So a lot of the criticisms that it was faced from the get-go,
like from RIT professors even, is still facing right now.
Like it's still the type of thing people bring up,
which is essentially that, hey, there's so much disinformation out
there. At the time, we weren't even using those terms, disinformation, misinformation, right?
But basically, people were bringing up the same complaints, which is there's so much
disinformation out there. You're basically just adding to it. What are you even doing? So I guess the idea is that, and you know, it's a very noble idea,
which is what's our response to disinformation, right? We should, I guess the idea is we should
call out every instance of it when we can flag posts, um, report posts that violate community,
community standards, you know, speak out, um, provide counter evidence when you see fake news that sort
of thing and i think that's great that's a good thing um but disinformation the problem with
disinformation is at the time this is kind of how i explained it like 10 years ago i i described it
as a pan as an epidemic yeah no absolutely right or or like a cockroach infestation like every time you kill
one 10 more spring up and via this this notion of like we gotta call out every instance of
disinformation and stomp it away is like it's great but you're focused on killing cockroaches
yeah it's like addressing the symptoms not the actual problem right i want to get to the cockroach's nest right and whenever whenever i give talks about this um this project people
always approach me afterwards you know like wanting me to kind of because we we don't just
talk about this project we talk about like deep fake stuff like we show speeches of obama like
looking like the real obama but it's like completely fake.
Right.
And people start to realize, holy shit, like I don't even know what's real or not anymore.
Like, what can I trust?
And they approach me expecting me to ease their anxiety somehow and kind of like guide them through how to discern what's true from what's not.

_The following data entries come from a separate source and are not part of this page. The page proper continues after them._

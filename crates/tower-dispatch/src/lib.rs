//! Client-side request dispatch for a fleet of interchangeable nodes.
//!
//! `tower-dispatch` decides when an outbound request may be sent, how many
//! requests each node may have in flight, and what happens when no node has
//! room. It composes three layers:
//!
//! 1. a per-node [`ConcurrencyLimitedChannel`] whose AIMD limiter learns a
//!    safe concurrency ceiling from response status codes and I/O failures;
//! 2. a [`NodeRouter`] that offers each request to the nodes of a
//!    live-reloadable snapshot, in the order chosen by a [`SelectionStrategy`];
//! 3. a [`QueuedChannel`] in front of the router that holds refused requests
//!    in FIFO order and releases them as capacity frees up.
//!
//! [`Dispatcher`] wires these together.
//!
//! # Example
//!
//! ```rust
//! use tower_dispatch::{Dispatcher, SelectionStrategy};
//! use tower_dispatch_core::channel::channel_fn;
//! use tower_dispatch_core::{AimdConfig, Endpoint, Request, Response, ResponseFuture};
//! use http::{Method, StatusCode, Uri};
//!
//! # async fn example() -> Result<(), Box<dyn std::error::Error>> {
//! let dispatcher = Dispatcher::builder()
//!     .channel_name("catalog")
//!     .channel_factory(|_node: &Uri| {
//!         // The real transport for this node goes here.
//!         channel_fn(|_endpoint, _request| ResponseFuture::response(Response::new(StatusCode::OK)))
//!     })
//!     .nodes(["https://catalog-1:8443", "https://catalog-2:8443"])
//!     .selection_strategy(SelectionStrategy::RoundRobin)
//!     .limiter_config(AimdConfig::default().with_initial_limit(20))
//!     .max_queue_size(1_000)
//!     .build()?;
//!
//! let endpoint = Endpoint::new("catalog", "getItem", Method::GET);
//! let response = dispatcher.execute(endpoint, Request::new()).await?;
//! assert_eq!(response.code(), 200);
//!
//! // Swap the node list while requests are in flight.
//! dispatcher.update_nodes(["https://catalog-2:8443", "https://catalog-3:8443"])?;
//! # Ok(())
//! # }
//! ```
//!
//! # Overload
//!
//! A full queue answers with a synthetic 429 response with no headers and no
//! body, not with an error. Callers that already handle non-2xx responses
//! need no extra code path.
//!
//! # Ordering
//!
//! Queued requests are released strictly in submission order. A request that
//! finds free capacity on arrival is sent immediately, even if older requests
//! are still waiting.
//!
//! # Failure isolation
//!
//! [`Dispatcher::execute`] always returns a future. A transport that panics
//! while starting a request produces a failed future with
//! [`DispatchError::Panicked`](tower_dispatch_core::DispatchError::Panicked),
//! and the panic is treated as carrying no load signal.
//!
//! # Feature Flags
//!
//! - `random`: the [`SelectionStrategy::Random`] strategy
//! - `tracing`: debug logging in every layer
//! - `metrics`: queue, node and limiter gauges and counters

mod dispatcher;
mod router;
mod selector;
mod service;

pub use dispatcher::{Dispatcher, DispatcherBuilder};
pub use router::{ChannelFactory, NodeLimit, NodeRouter};
pub use selector::{NodeSelector, SelectionStrategy};
pub use service::ServiceChannel;

pub use tower_dispatch_blocking::{BlockingChannel, BlockingChannelAdapter, CancellationFlag};
pub use tower_dispatch_limiter::ConcurrencyLimitedChannel;
pub use tower_dispatch_queue::QueuedChannel;

// Re-export the layer crates
pub use tower_dispatch_blocking as blocking;
pub use tower_dispatch_core as core;
pub use tower_dispatch_limiter as limiter;
pub use tower_dispatch_queue as queue;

As though my project was about finding some sort of solution.
And I tell them that like my project wasn about finding some sort of solution.
And I tell them that my project wasn't about solving the problem.
It was about seeing the problem, right?
It's about trying to get to the heart of the matter. And it's like, to me, I think the heart of the matter,
like the cockroach's nest is the, I don't know,
there are different ways to say it but basically the um the lack of
critical thinking in individuals and like in the society we shape together or um or lack of a
willingness to think through things carefully maybe that's that's um that's like if we had a
society of critical thinkers this wouldn't be much of a
problem i think it's because so many people come at a lot of information from like what you would
say the rational viewpoint of like they're trying to use reason and stuff like they're trying to
think critically they're trying to think like logically but they come at it in the terms of
rationalizing stuff they already believe um and i think that's a very prevailing type of idea in terms of like, yes, I'm going to
believe in this thing.
So I'm going to find evidence to support it.
Which isn't critical thinking, I don't think.
Not really.
No, that is itself a logical fallacy.
But that is so common, especially on the internet, because the internet, it encourages the backfire
effect.
You know, whenever someone calls out on something, you want to be right.
So you're going to, as soon as someone calls something, you're going to backfire effect. You know, whenever someone calls out on something, you want to be right. So you're going to, as soon as someone calls out on something, you're going to backfire.
You're going to, like, become even more entrenched in what you believe.
When you, you know, when you explain to someone that, no, Hillary Clinton is bad, but she doesn't eat the blood of children.
Like, no, she does.
I saw it on this thing.
I have to believe it because, like, all of the things are tied up in what makes you a person and now all of these like ideas that have that were used to be just be
conspiracy theories that you could believe in for fun are now so a part of like what people's sense
of being are and how they have their entire world view that there's so much more because the internet
is such a bigger part of their lives everything on the internet is a bigger part of the lives
for each person.
So it is more of an ontological threat because these things are so closer together now.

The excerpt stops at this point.